**Data**
╔══

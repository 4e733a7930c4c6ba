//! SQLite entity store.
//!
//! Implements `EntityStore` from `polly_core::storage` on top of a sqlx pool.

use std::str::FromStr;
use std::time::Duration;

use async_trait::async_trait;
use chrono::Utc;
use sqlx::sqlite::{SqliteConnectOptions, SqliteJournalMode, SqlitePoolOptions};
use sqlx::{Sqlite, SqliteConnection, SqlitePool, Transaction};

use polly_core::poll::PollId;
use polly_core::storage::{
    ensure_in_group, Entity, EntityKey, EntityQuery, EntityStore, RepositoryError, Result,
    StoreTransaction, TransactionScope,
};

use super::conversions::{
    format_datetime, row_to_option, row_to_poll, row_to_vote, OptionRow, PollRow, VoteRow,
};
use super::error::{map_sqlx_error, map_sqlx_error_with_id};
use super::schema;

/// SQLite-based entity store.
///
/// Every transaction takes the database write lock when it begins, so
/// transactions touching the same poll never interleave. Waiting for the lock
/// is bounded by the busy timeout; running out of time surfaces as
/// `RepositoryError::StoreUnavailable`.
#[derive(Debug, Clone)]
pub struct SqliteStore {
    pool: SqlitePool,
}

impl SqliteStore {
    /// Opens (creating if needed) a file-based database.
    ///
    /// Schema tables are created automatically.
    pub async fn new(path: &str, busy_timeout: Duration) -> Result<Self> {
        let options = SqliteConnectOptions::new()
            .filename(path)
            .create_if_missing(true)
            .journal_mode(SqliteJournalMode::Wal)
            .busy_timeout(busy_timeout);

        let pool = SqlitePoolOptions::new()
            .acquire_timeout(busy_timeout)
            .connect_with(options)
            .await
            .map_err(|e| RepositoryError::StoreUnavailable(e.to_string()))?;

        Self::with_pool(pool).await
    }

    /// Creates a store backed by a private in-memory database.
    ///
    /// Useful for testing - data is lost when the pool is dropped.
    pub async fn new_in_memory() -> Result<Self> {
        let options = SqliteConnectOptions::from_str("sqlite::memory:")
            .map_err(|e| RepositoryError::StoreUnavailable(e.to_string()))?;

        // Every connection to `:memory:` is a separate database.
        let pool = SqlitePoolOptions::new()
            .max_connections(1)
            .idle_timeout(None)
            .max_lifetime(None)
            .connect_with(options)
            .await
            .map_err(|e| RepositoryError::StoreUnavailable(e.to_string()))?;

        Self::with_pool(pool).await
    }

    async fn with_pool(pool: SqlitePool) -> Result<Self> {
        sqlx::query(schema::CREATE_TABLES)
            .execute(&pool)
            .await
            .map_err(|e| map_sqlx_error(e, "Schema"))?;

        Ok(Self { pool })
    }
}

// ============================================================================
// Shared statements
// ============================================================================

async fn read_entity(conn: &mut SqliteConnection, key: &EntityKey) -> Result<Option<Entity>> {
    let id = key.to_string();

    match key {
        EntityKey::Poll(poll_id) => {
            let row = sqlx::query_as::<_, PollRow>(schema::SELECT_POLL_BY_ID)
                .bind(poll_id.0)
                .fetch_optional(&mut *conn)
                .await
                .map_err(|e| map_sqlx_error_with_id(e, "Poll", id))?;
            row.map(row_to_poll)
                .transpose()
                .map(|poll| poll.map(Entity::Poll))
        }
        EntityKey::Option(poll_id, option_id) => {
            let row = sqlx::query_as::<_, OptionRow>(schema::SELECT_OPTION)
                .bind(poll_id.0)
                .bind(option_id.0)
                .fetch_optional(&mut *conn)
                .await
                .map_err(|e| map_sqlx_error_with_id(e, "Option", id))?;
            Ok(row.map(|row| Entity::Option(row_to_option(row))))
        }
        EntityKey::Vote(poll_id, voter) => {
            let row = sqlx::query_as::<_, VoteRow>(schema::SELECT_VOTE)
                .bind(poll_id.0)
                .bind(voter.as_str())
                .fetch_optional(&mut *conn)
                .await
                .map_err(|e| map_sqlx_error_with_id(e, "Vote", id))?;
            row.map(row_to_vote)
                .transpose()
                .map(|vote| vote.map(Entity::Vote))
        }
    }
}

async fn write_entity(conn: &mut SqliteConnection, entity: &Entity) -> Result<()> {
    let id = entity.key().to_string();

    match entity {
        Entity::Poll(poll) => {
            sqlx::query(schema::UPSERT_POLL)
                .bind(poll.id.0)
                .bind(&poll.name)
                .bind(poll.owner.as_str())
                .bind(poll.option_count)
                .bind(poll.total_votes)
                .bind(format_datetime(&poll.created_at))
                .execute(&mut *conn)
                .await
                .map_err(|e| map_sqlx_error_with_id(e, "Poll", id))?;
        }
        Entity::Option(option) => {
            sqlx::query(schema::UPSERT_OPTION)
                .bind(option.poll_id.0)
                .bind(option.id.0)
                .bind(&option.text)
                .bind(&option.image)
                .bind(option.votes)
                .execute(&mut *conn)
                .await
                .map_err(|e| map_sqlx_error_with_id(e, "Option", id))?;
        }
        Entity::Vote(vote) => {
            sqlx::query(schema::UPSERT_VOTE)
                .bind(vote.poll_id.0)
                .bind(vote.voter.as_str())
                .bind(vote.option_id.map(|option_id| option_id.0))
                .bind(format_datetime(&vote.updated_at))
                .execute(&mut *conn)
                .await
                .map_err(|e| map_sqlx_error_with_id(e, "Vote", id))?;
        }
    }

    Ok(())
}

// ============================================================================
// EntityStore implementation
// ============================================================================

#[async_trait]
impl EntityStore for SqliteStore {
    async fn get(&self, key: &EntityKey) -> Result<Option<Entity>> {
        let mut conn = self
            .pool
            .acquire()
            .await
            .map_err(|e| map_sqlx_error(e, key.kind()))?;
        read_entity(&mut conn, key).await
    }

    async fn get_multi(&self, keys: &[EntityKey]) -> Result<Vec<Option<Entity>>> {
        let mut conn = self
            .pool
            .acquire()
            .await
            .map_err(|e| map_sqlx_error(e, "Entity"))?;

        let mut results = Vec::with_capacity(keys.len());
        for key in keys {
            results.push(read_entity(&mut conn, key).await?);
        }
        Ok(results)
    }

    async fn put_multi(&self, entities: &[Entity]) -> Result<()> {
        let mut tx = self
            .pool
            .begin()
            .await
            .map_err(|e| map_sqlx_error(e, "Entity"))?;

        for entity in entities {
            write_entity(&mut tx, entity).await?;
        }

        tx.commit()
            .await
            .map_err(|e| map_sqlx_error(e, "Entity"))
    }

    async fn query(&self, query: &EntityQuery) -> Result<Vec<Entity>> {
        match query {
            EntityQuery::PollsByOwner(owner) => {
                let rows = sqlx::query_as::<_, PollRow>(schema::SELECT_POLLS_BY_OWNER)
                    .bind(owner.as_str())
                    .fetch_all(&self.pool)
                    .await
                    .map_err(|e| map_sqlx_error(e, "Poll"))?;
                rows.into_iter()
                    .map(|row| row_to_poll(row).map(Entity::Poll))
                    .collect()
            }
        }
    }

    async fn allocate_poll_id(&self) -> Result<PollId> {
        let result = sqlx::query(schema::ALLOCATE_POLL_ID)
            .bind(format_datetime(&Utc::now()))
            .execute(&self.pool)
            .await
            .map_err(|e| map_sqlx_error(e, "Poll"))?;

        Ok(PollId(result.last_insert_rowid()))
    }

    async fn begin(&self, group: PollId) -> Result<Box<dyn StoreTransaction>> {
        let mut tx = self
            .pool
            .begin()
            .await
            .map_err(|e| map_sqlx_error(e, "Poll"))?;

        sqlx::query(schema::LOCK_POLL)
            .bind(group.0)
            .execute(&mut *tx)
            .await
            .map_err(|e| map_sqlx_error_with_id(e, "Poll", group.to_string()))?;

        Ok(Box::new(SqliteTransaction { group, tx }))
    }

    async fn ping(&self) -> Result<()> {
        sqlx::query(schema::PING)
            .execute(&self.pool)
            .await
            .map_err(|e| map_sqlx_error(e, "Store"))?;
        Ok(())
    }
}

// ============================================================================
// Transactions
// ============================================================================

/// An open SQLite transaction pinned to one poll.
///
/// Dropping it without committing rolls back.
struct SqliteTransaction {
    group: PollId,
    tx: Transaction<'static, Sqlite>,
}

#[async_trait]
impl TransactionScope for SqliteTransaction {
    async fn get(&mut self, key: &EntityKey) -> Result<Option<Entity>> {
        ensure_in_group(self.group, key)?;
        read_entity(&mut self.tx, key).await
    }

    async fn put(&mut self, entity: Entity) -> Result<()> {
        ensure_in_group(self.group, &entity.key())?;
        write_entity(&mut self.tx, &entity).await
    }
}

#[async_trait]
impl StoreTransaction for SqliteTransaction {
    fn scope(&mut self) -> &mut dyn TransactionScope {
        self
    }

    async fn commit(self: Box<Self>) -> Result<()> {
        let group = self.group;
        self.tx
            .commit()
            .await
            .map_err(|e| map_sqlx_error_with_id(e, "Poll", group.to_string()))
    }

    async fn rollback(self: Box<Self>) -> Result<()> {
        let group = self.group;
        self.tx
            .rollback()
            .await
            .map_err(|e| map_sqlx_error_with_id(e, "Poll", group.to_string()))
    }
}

╚══
╔══

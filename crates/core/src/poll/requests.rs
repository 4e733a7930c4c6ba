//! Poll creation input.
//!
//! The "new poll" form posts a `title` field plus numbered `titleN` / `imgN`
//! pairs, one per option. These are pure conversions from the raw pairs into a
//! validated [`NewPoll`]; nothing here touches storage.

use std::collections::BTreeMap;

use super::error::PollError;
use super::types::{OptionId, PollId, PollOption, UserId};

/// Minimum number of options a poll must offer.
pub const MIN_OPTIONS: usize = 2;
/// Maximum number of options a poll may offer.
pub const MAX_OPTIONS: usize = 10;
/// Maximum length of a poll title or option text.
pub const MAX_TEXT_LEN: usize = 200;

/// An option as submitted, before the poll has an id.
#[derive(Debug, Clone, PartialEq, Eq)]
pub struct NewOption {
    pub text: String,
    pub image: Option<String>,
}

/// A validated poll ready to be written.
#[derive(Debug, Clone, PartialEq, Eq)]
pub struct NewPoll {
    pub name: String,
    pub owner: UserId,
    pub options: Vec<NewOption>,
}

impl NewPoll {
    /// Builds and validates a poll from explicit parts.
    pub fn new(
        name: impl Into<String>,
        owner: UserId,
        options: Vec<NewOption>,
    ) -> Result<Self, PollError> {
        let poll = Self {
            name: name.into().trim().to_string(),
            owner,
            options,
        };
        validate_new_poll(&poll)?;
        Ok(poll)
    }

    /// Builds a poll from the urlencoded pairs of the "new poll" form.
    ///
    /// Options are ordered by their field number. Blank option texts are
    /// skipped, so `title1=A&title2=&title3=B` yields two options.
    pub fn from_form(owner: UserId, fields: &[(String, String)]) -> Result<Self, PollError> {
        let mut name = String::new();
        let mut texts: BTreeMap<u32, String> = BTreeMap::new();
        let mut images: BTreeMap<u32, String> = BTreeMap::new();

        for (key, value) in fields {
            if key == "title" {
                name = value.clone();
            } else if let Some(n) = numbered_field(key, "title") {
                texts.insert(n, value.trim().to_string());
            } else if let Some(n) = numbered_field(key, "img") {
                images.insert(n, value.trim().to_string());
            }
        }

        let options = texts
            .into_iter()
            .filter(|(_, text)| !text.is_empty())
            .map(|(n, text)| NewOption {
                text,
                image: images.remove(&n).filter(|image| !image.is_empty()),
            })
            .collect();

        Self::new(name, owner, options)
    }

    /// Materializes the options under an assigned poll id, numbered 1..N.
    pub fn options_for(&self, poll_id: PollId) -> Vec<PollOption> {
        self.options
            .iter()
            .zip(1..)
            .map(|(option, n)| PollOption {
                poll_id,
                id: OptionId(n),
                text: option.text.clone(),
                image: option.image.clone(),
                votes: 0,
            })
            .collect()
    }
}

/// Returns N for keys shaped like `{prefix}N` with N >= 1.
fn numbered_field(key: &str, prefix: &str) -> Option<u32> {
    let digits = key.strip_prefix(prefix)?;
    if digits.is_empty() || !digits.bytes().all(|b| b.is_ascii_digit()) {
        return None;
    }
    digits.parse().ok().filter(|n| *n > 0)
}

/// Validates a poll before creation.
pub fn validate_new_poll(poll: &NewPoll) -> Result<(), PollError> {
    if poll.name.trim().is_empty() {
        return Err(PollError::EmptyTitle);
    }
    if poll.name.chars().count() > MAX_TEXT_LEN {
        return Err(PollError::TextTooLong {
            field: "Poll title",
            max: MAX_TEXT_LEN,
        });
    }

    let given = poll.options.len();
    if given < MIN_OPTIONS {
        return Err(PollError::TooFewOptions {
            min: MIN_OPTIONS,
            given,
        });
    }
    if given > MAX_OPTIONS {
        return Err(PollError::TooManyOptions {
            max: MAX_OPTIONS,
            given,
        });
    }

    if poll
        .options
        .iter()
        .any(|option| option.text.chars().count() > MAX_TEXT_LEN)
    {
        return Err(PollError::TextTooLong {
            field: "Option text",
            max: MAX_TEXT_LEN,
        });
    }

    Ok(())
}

╚══

Answer with one number only, the count of lines in the listing that hold the word "VoteRow".

**Exercise result**
2